The hackers managed to get these users’ names, addresses, phone numbers and emails, as well as the last four digits of their Social Security numbers, per the post. Also taken were masked bank account numbers and some bank account identifiers, government identification images such as passports and drivers’ licenses, transaction histories, and “limited” corporate data such as documents, training material and communications available to support agents.
However, the criminals were unable to access customer login credentials, private keys or two-factor authentication codes, according to the post. They also did not gain the ability to move or access customer funds, or access to Coinbase Prime accounts or Coinbase or Coinbase customer hot or cold wallets.
“We will reimburse customers who were tricked into sending funds to the attacker due to social engineering attacks,” the post said.
The company is also adding new customer safeguards, opening a new U.S. support hub and increasing its investment in cyber threat detection. And rather than paying the $20 million ransom, Coinbase is setting up a $20 million reward fund for information that leads to the arrest and conviction of the attackers, per the post.

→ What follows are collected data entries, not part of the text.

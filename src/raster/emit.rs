//! Multi-resolution cell emission from a scan table.

use super::scan::{Coverage, ScanTable};
use super::sink::CellSink;
use crate::config::SpatialGrid;
use crate::hilbert::d2xy;
use crate::types::SpatialCell;
use std::ops::ControlFlow;

/// Counters gathered while emitting.
#[derive(Debug, Clone, Copy, Default, PartialEq, Eq)]
pub struct EmitStats {
    /// Cells handed to the sink, per depth (index 0 is depth 1).
    pub cells: [u64; 4],
    /// Blocks that had to be refined.
    pub partial_blocks: u64,
}

impl EmitStats {
    pub fn total(&self) -> u64 {
        self.cells.iter().sum()
    }
}

struct Emitter<'a, S: ?Sized> {
    table: &'a ScanTable,
    grid: &'a SpatialGrid,
    sink: &'a mut S,
    stats: EmitStats,
}

impl<S: CellSink + ?Sized> Emitter<'_, S> {
    fn walk(&mut self, level: usize, digits: &mut [u8; 4], ox: u32, oy: u32) -> ControlFlow<()> {
        let g = self.grid.size(level);
        let w = self.grid.block(level);
        for d in 0..g * g {
            let (cx, cy) = d2xy(g, d);
            let (x0, y0) = (ox + cx * w, oy + cy * w);
            digits[level] = d as u8;
            match self.table.classify(x0, y0, w) {
                Coverage::Empty => {}
                Coverage::Full => {
                    let depth = level as u8 + 1;
                    if let Some(cell) = SpatialCell::new(*digits, depth) {
                        self.stats.cells[level] += 1;
                        self.sink.push(cell)?;
                    }
                }
                Coverage::Partial => {
                    debug_assert!(level + 1 < SpatialCell::SIZE as usize);
                    self.stats.partial_blocks += 1;
                    self.walk(level + 1, digits, x0, y0)?;
                }
            }
        }
        digits[level] = 0;
        ControlFlow::Continue(())
    }
}

/// Emit the coarsest cells tiling the covered pixels, in ascending cell order.
///
/// Aligned blocks that are fully covered become one cell of their depth,
/// partially covered blocks are refined and empty blocks are skipped.
pub fn emit<S: CellSink + ?Sized>(
    table: &ScanTable,
    grid: &SpatialGrid,
    sink: &mut S,
) -> (ControlFlow<()>, EmitStats) {
    let mut emitter = Emitter {
        table,
        grid,
        sink,
        stats: EmitStats::default(),
    };
    let flow = if table.is_empty() {
        ControlFlow::Continue(())
    } else {
        emitter.walk(0, &mut [0u8; 4], 0, 0)
    };
    (flow, emitter.stats)
}

#[cfg(test)]
mod tests {
    use super::*;
    use crate::addressing::cell_to_pixel;
    use crate::raster::sink::FnSink;
    use crate::types::Point2D;

    #[test]
    fn test_full_table_is_top_level() {
        let grid = SpatialGrid::default();
        let mut table = ScanTable::new(grid.max_id());
        table.add_rows(0, grid.max_id() - 1);
        let mut out: Vec<SpatialCell> = Vec::new();
        let (flow, stats) = emit(&table, &grid, &mut out);
        assert!(flow.is_continue());
        assert_eq!(out.len(), 256);
        assert_eq!(stats.cells[0], 256);
        assert!(out.iter().all(|c| c.depth() == 1));
        assert!(out.windows(2).all(|w| w[0] < w[1]));
    }

    #[test]
    fn test_single_pixel() {
        let grid = SpatialGrid::default();
        let mut table = ScanTable::new(grid.max_id());
        let (x, y) = (12345u32, 54321u32);
        let square = vec![
            Point2D::new(x as f64 + 0.4, y as f64 + 0.4),
            Point2D::new(x as f64 + 0.6, y as f64 + 0.4),
            Point2D::new(x as f64 + 0.6, y as f64 + 0.6),
        ];
        table.add_outline(&[square], (0, grid.max_id() - 1));
        let mut out: Vec<SpatialCell> = Vec::new();
        let (_, stats) = emit(&table, &grid, &mut out);
        assert_eq!(out.len(), 1);
        assert!(out[0].is_leaf());
        assert_eq!(cell_to_pixel(&out[0], &grid), (x, y));
        assert_eq!(stats.partial_blocks, 3);
    }

    #[test]
    fn test_break_stops_emission() {
        let grid = SpatialGrid::default();
        let mut table = ScanTable::new(grid.max_id());
        table.add_rows(0, grid.max_id() - 1);
        let mut count = 0;
        let mut sink = FnSink(|_: SpatialCell| {
            count += 1;
            if count == 3 {
                ControlFlow::Break(())
            } else {
                ControlFlow::Continue(())
            }
        });
        let (flow, stats) = emit(&table, &grid, &mut sink);
        assert!(flow.is_break());
        assert_eq!(stats.total(), 3);
    }
}
//! Exact predicates on parsed geography values.

use crate::geometry::{GeoValue, GeometryKind, PointSeq};
use crate::planar::{self, Containment};
use crate::sphere::{self, INFINITY};
use crate::types::{Point2D, Rect2D, SpatialPoint, SpatialRect};

fn planar_point(p: &SpatialPoint) -> Point2D {
    Point2D::new(p.longitude, p.latitude)
}

/// Planar pieces of a rectangle, two when it wraps the antimeridian.
fn rect_pieces(rc: &SpatialRect) -> Vec<Rect2D> {
    let piece = |min_lon: f64, max_lon: f64| {
        Rect2D::new(
            Point2D::new(min_lon, rc.min_lat),
            Point2D::new(max_lon, rc.max_lat),
        )
    };
    if rc.is_full_longitude() || rc.min_lon <= rc.max_lon {
        vec![piece(rc.min_lon, rc.max_lon)]
    } else {
        vec![piece(rc.min_lon, 180.0), piece(-180.0, rc.max_lon)]
    }
}

fn ring_contains(ring: &PointSeq<'_>, t: &Point2D) -> bool {
    planar::point_in_polygon(&ring.to_planar(), t)
}

impl GeoValue<'_> {
    /// Does the value contain `p`?
    ///
    /// Points match exactly, polygons use even-odd ray crossing, and a
    /// multipolygon contains `p` when some exterior ring holds it and none of
    /// that ring's holes does. Open lines never contain a point.
    pub fn st_contains(&self, p: &SpatialPoint) -> bool {
        let t = planar_point(p);
        match self.kind() {
            GeometryKind::Point => self.points().first().is_some_and(|q| q.matches(p)),
            GeometryKind::Polygon => ring_contains(&self.points(), &t),
            GeometryKind::LineString => {
                let seq = self.points();
                let closed = seq.len() >= 4
                    && matches!((seq.first(), seq.last()), (Some(a), Some(b)) if a.equal(&b));
                closed && ring_contains(&seq, &t)
            }
            GeometryKind::MultiPolygon => match self.shells() {
                Ok(shells) => shells.iter().any(|(exterior, holes)| {
                    self.subobject(*exterior)
                        .is_some_and(|ring| ring_contains(&ring, &t))
                        && !holes.iter().any(|h| {
                            self.subobject(*h)
                                .is_some_and(|ring| ring_contains(&ring, &t))
                        })
                }),
                Err(e) => {
                    log::warn!("st_contains: {}", e);
                    false
                }
            },
            GeometryKind::LineSegment | GeometryKind::MultiLineString => false,
        }
    }

    /// Distance in meters from `p` to the value, [`INFINITY`] when undefined.
    pub fn st_distance(&self, p: &SpatialPoint) -> f64 {
        match self.kind() {
            GeometryKind::Point => self
                .points()
                .first()
                .map_or(INFINITY, |q| sphere::haversine(&q, p)),
            GeometryKind::LineSegment | GeometryKind::LineString => {
                sphere::track_distance(&self.points().to_vec(), p, true)
            }
            GeometryKind::Polygon => {
                if self.st_contains(p) {
                    0.0
                } else {
                    sphere::track_distance(&self.points().to_vec(), p, true)
                }
            }
            GeometryKind::MultiLineString => self.min_part_distance(p),
            GeometryKind::MultiPolygon => {
                if let Err(e) = self.ring_orientation() {
                    log::warn!("st_distance: {}", e);
                    return INFINITY;
                }
                if self.st_contains(p) {
                    0.0
                } else {
                    self.min_part_distance(p)
                }
            }
        }
    }

    fn min_part_distance(&self, p: &SpatialPoint) -> f64 {
        self.parts()
            .map(|part| sphere::track_distance(&part.to_vec(), p, true))
            .fold(INFINITY, f64::min)
    }

    /// Does the value touch the rectangle?
    pub fn st_intersects(&self, rc: &SpatialRect) -> bool {
        if rc.is_null() || !rc.is_valid() {
            return false;
        }
        let pieces = rect_pieces(rc);
        match self.kind() {
            GeometryKind::Point => self.points().first().is_some_and(|q| rc.contains(&q)),
            GeometryKind::LineSegment | GeometryKind::LineString | GeometryKind::MultiLineString => {
                self.parts().any(|part| {
                    let line = part.to_planar();
                    pieces.iter().any(|r| planar::polyline_intersects(&line, r))
                })
            }
            GeometryKind::Polygon => {
                let ring = self.points().to_planar();
                pieces.iter().any(|r| !planar::contains(&ring, r).is_none())
            }
            GeometryKind::MultiPolygon => match self.shells() {
                Ok(shells) => shells.iter().any(|(exterior, holes)| {
                    let Some(ring) = self.subobject(*exterior) else {
                        return false;
                    };
                    let ring = ring.to_planar();
                    let holes: Vec<Vec<Point2D>> = holes
                        .iter()
                        .filter_map(|h| self.subobject(*h))
                        .map(|h| h.to_planar())
                        .collect();
                    pieces.iter().any(|r| match planar::contains(&ring, r) {
                        Containment::None => false,
                        Containment::Intersect | Containment::PolyInside => true,
                        Containment::RectInside => !holes
                            .iter()
                            .any(|h| planar::contains(h, r) == Containment::RectInside),
                    })
                }),
                Err(e) => {
                    log::warn!("st_intersects: {}", e);
                    false
                }
            },
        }
    }

    /// Great-circle length in meters; ring perimeters for polygons.
    pub fn st_length(&self) -> f64 {
        match self.kind() {
            GeometryKind::Point => 0.0,
            _ => self
                .parts()
                .map(|part| sphere::track_length(&part.to_vec()))
                .sum(),
        }
    }
}
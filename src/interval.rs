//! Run-length compressed set of leaf cells.
//!
//! Leaf codes are kept as inclusive `[start, end]` runs in a `BTreeMap`.
//! Runs never overlap and never touch: `prev.end + 1 < next.start` always
//! holds, so every run is maximal and the representation is canonical.

use crate::error::{GeocellError, Result};
use crate::types::SpatialCell;
use std::collections::BTreeMap;
use std::ops::ControlFlow;

/// Ordered set of leaf cells stored as maximal runs.
///
/// # Examples
///
/// ```
/// use geocell::{IntervalCellSet, SpatialCell};
///
/// let mut set = IntervalCellSet::new();
/// set.insert(SpatialCell::from_code(10));
/// set.insert(SpatialCell::from_code(12));
/// set.insert(SpatialCell::from_code(11));
/// assert_eq!(set.len(), 3);
/// assert_eq!(set.run_count(), 1);
/// assert!(set.contains(&SpatialCell::from_code(11)));
/// ```
#[derive(Debug, Clone, Default, PartialEq, Eq)]
pub struct IntervalCellSet {
    runs: BTreeMap<u32, u32>,
    count: u64,
}

impl IntervalCellSet {
    pub fn new() -> Self {
        Self::default()
    }

    /// Add every leaf code in `lo..=hi`. Returns false when nothing changed.
    fn insert_codes(&mut self, lo: u32, hi: u32) -> bool {
        debug_assert!(lo <= hi);
        let mut start = lo;
        let mut end = hi;
        if let Some((&s, &e)) = self.runs.range(..=lo).next_back() {
            if e >= hi {
                return false;
            }
            if e as u64 + 1 >= lo as u64 {
                start = s;
            }
        }
        let upper = hi.saturating_add(1);
        let mut removed = 0u64;
        while let Some((&s, &e)) = self.runs.range(start..=upper).next() {
            self.runs.remove(&s);
            removed += e as u64 - s as u64 + 1;
            end = end.max(e);
        }
        self.runs.insert(start, end);
        self.count = self.count - removed + (end as u64 - start as u64 + 1);
        true
    }

    /// Add a cell. A coarse cell adds every leaf under it.
    pub fn insert(&mut self, cell: SpatialCell) -> bool {
        self.insert_codes(cell.lower().code(), cell.upper().code())
    }

    /// Add the closed run of leaves `lo..=hi`.
    pub fn insert_range(&mut self, lo: SpatialCell, hi: SpatialCell) -> Result<bool> {
        if !lo.is_leaf() || !hi.is_leaf() {
            return Err(GeocellError::invalid(format!(
                "interval endpoints must be leaf cells, got depth {} and {}",
                lo.depth(),
                hi.depth()
            )));
        }
        if lo >= hi {
            return Err(GeocellError::invalid(format!(
                "interval start {} must precede end {}",
                lo, hi
            )));
        }
        Ok(self.insert_codes(lo.code(), hi.code()))
    }

    /// True when every leaf of `cell` is in the set.
    pub fn contains(&self, cell: &SpatialCell) -> bool {
        let lo = cell.lower().code();
        let hi = cell.upper().code();
        match self.runs.range(..=lo).next_back() {
            Some((_, &e)) => e >= hi,
            None => false,
        }
    }

    pub fn find(&self, cell: &SpatialCell) -> bool {
        self.contains(cell)
    }

    /// Number of leaf cells represented.
    pub fn len(&self) -> u64 {
        self.count
    }

    pub fn size(&self) -> u64 {
        self.count
    }

    pub fn is_empty(&self) -> bool {
        self.runs.is_empty()
    }

    /// Number of stored runs, singletons included.
    pub fn run_count(&self) -> usize {
        self.runs.len()
    }

    pub fn clear(&mut self) {
        self.runs.clear();
        self.count = 0;
    }

    /// Stored runs as `(first, last)` leaves in ascending order.
    pub fn runs(&self) -> impl Iterator<Item = (SpatialCell, SpatialCell)> + '_ {
        self.runs
            .iter()
            .map(|(&s, &e)| (SpatialCell::from_code(s), SpatialCell::from_code(e)))
    }

    /// Visit every leaf in ascending order.
    pub fn for_each<F>(&self, mut f: F) -> ControlFlow<()>
    where
        F: FnMut(SpatialCell) -> ControlFlow<()>,
    {
        for (&s, &e) in &self.runs {
            for code in s..=e {
                f(SpatialCell::from_code(code))?;
            }
        }
        ControlFlow::Continue(())
    }

    /// Visit singletons with `cell_fn` and runs with `interval_fn`, without expanding.
    pub fn for_each_interval<C, I>(&self, mut cell_fn: C, mut interval_fn: I) -> ControlFlow<()>
    where
        C: FnMut(SpatialCell) -> ControlFlow<()>,
        I: FnMut(SpatialCell, SpatialCell) -> ControlFlow<()>,
    {
        for (&s, &e) in &self.runs {
            if s == e {
                cell_fn(SpatialCell::from_code(s))?;
            } else {
                interval_fn(SpatialCell::from_code(s), SpatialCell::from_code(e))?;
            }
        }
        ControlFlow::Continue(())
    }

    /// Visit the fewest aligned cells of any depth that tile the set, ascending.
    pub fn for_each_merged<F>(&self, mut f: F) -> ControlFlow<()>
    where
        F: FnMut(SpatialCell) -> ControlFlow<()>,
    {
        for (&s, &e) in &self.runs {
            let end = e as u64;
            let mut pos = s as u64;
            while pos <= end {
                let cell = largest_aligned(pos, end);
                f(cell)?;
                pos += SpatialCell::leaf_span(cell.depth());
            }
        }
        ControlFlow::Continue(())
    }
}

/// Coarsest cell starting at leaf `pos` that ends at or before `end`.
fn largest_aligned(pos: u64, end: u64) -> SpatialCell {
    let leaf = SpatialCell::from_code(pos as u32);
    for depth in 1..SpatialCell::SIZE {
        let span = SpatialCell::leaf_span(depth);
        if pos % span == 0 && pos + span - 1 <= end {
            if let Some(cell) = leaf.with_depth(depth) {
                return cell;
            }
        }
    }
    leaf
}

impl Extend<SpatialCell> for IntervalCellSet {
    fn extend<T: IntoIterator<Item = SpatialCell>>(&mut self, iter: T) {
        for cell in iter {
            self.insert(cell);
        }
    }
}

impl FromIterator<SpatialCell> for IntervalCellSet {
    fn from_iter<T: IntoIterator<Item = SpatialCell>>(iter: T) -> Self {
        let mut set = Self::new();
        set.extend(iter);
        set
    }
}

The news came weeks after the FBI released a report showing a rise in cryptocurrency fraud, with at least $9.3 billion in losses reported last year, a 66% jump over 2023. These losses stemmed from investment scams, extortion, sextortion and fraudulent activity involving cryptocurrency ATMs and kiosks.
Between January 2024 and April of this year, the FBI notified more than 5,400 victims targeted by crypto-related fraud, many of them unaware they had been targeted.